**YOUR TASK**
Identify every line in the records below that contains the word "stderr", and copy each of those lines.

### INFORMATION PROVIDED

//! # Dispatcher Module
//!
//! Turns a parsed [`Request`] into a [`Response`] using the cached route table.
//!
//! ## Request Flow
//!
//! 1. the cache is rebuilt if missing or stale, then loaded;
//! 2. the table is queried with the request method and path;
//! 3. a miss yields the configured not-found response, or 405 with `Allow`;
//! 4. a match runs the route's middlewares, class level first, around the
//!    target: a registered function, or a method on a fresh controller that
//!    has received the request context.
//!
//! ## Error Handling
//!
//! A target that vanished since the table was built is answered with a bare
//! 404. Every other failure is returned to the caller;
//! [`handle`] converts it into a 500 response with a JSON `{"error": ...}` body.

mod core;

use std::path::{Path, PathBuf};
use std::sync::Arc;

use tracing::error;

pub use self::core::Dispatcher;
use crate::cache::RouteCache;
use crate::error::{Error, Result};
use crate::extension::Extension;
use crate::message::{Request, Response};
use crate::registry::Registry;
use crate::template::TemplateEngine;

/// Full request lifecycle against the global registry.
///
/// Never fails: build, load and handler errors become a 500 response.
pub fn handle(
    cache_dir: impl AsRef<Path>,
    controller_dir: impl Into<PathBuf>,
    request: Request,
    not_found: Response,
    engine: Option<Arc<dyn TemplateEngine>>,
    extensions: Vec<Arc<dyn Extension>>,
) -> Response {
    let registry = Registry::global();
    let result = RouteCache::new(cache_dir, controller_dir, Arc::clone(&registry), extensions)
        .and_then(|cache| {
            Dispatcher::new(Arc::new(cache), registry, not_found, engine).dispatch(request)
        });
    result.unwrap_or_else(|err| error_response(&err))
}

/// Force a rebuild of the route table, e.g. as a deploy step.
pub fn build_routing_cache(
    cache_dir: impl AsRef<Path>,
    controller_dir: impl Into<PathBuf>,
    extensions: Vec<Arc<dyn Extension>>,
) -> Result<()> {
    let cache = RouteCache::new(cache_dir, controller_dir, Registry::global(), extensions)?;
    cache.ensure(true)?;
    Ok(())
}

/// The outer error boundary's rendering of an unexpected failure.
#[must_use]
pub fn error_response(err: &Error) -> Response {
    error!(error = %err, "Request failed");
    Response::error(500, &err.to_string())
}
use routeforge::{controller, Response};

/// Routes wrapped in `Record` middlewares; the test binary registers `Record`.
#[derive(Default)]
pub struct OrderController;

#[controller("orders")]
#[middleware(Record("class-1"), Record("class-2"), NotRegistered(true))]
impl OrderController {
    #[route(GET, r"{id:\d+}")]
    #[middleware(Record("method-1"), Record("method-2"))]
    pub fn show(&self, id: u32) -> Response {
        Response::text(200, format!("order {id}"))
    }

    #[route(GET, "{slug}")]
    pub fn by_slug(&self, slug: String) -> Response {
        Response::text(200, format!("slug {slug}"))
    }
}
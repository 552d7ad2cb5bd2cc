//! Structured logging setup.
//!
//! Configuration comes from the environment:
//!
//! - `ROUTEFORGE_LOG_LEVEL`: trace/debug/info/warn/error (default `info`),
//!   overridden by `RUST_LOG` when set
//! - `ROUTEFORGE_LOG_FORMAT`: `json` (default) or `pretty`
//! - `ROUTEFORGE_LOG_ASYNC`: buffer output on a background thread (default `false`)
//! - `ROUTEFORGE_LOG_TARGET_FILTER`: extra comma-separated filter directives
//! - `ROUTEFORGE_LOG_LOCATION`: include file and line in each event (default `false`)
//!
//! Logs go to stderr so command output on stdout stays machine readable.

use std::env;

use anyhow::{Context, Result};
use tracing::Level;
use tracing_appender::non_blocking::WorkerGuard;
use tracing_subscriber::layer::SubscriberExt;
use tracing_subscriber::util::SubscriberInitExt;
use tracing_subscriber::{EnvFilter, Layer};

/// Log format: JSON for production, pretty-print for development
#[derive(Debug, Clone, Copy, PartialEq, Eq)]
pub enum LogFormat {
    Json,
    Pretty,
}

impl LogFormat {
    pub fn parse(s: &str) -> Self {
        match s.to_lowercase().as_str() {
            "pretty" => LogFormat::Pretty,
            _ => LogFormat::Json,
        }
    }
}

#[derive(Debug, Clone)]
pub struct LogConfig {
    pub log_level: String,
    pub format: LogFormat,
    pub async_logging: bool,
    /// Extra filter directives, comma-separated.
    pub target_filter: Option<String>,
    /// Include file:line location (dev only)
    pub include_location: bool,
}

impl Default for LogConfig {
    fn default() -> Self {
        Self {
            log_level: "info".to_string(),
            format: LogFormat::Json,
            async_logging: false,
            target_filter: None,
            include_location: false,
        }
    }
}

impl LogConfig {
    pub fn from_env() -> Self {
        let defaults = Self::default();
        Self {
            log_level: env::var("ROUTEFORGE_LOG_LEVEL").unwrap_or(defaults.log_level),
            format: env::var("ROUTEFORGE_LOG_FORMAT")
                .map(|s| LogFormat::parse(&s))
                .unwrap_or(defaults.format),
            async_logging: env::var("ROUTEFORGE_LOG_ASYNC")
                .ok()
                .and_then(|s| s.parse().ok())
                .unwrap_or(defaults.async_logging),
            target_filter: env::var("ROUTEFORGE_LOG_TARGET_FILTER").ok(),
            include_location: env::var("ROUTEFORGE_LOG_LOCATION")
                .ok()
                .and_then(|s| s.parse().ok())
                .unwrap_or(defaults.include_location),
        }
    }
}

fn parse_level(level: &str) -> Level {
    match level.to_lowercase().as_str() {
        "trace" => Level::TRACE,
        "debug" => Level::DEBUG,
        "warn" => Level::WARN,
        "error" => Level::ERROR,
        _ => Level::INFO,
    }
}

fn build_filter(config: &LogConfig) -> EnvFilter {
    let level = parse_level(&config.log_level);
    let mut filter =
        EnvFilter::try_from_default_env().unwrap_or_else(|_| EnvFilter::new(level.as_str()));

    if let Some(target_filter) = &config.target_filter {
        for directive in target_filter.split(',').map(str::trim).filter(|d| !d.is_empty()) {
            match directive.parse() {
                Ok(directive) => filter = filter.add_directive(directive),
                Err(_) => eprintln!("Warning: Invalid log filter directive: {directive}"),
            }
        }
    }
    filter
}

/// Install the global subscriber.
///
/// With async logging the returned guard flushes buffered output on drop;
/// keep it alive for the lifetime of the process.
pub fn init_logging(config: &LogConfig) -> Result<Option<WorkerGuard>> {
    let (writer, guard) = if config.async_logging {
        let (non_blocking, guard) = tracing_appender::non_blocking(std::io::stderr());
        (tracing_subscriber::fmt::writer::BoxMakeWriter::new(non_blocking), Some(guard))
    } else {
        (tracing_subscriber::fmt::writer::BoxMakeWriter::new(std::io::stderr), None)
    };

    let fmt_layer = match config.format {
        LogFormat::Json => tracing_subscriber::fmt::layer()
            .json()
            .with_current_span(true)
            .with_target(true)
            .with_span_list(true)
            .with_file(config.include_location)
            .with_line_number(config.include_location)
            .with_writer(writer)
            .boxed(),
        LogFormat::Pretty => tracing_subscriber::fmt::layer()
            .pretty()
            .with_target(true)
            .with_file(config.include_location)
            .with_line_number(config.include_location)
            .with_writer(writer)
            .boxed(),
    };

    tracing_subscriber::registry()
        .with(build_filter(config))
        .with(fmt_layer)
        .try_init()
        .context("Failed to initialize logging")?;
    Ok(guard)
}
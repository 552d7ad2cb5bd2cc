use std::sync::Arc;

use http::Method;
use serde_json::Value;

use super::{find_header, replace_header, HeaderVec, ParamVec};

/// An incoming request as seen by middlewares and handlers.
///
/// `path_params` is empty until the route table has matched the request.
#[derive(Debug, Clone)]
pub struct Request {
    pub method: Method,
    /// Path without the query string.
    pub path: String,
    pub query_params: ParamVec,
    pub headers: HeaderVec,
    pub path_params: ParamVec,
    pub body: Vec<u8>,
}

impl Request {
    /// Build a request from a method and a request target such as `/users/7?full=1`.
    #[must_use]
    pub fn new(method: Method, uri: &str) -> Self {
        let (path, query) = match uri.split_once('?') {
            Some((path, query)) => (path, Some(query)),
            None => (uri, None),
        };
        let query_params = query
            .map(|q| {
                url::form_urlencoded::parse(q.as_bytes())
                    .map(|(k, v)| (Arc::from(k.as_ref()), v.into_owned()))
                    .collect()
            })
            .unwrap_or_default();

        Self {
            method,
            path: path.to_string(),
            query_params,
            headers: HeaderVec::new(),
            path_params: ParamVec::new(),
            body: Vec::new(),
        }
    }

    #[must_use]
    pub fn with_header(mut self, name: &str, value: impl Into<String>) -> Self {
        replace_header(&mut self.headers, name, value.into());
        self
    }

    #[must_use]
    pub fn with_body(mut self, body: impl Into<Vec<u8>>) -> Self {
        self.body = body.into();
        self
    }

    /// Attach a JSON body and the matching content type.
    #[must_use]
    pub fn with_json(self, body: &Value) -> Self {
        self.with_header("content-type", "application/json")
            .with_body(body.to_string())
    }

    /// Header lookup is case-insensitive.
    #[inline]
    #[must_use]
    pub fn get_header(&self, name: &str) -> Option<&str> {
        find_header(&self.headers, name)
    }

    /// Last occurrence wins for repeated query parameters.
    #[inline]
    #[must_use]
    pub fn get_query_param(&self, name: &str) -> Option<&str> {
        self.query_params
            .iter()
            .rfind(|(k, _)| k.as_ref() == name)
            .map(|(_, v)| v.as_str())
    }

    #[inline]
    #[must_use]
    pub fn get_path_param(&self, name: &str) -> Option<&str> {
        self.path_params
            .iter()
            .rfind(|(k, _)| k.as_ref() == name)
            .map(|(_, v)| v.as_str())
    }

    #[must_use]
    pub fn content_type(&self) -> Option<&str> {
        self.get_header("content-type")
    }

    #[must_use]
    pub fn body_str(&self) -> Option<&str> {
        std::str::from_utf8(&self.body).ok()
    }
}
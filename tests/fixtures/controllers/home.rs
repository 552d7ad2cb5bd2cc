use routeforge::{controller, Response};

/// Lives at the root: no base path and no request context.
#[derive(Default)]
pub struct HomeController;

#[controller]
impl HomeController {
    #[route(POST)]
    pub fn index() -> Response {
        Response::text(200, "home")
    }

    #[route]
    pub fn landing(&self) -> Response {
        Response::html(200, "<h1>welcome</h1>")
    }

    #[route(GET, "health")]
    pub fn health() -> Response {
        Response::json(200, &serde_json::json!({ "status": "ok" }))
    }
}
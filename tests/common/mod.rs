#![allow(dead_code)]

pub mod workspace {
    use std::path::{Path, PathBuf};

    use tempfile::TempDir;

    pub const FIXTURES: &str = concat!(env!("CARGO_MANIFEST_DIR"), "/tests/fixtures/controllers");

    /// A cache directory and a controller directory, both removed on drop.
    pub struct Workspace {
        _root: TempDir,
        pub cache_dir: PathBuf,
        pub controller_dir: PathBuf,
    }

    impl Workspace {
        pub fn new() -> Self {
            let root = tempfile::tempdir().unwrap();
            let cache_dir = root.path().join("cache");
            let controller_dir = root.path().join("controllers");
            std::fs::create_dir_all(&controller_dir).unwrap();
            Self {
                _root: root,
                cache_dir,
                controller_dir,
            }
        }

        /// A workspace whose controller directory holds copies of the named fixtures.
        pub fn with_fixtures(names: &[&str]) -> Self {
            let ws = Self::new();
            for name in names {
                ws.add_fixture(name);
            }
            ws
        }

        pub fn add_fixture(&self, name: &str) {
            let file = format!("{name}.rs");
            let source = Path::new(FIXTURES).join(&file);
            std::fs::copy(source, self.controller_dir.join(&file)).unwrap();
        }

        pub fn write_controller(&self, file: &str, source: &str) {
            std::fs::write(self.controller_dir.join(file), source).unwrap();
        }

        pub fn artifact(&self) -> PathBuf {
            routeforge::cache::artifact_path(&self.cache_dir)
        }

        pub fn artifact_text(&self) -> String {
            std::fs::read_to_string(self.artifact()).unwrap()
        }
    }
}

######

**SOLUTION TO THE PROBLEM**
//! Logs go to stderr so command output on stdout stays machine readable.
        let (non_blocking, guard) = tracing_appender::non_blocking(std::io::stderr());
        (tracing_subscriber::fmt::writer::BoxMakeWriter::new(std::io::stderr), None)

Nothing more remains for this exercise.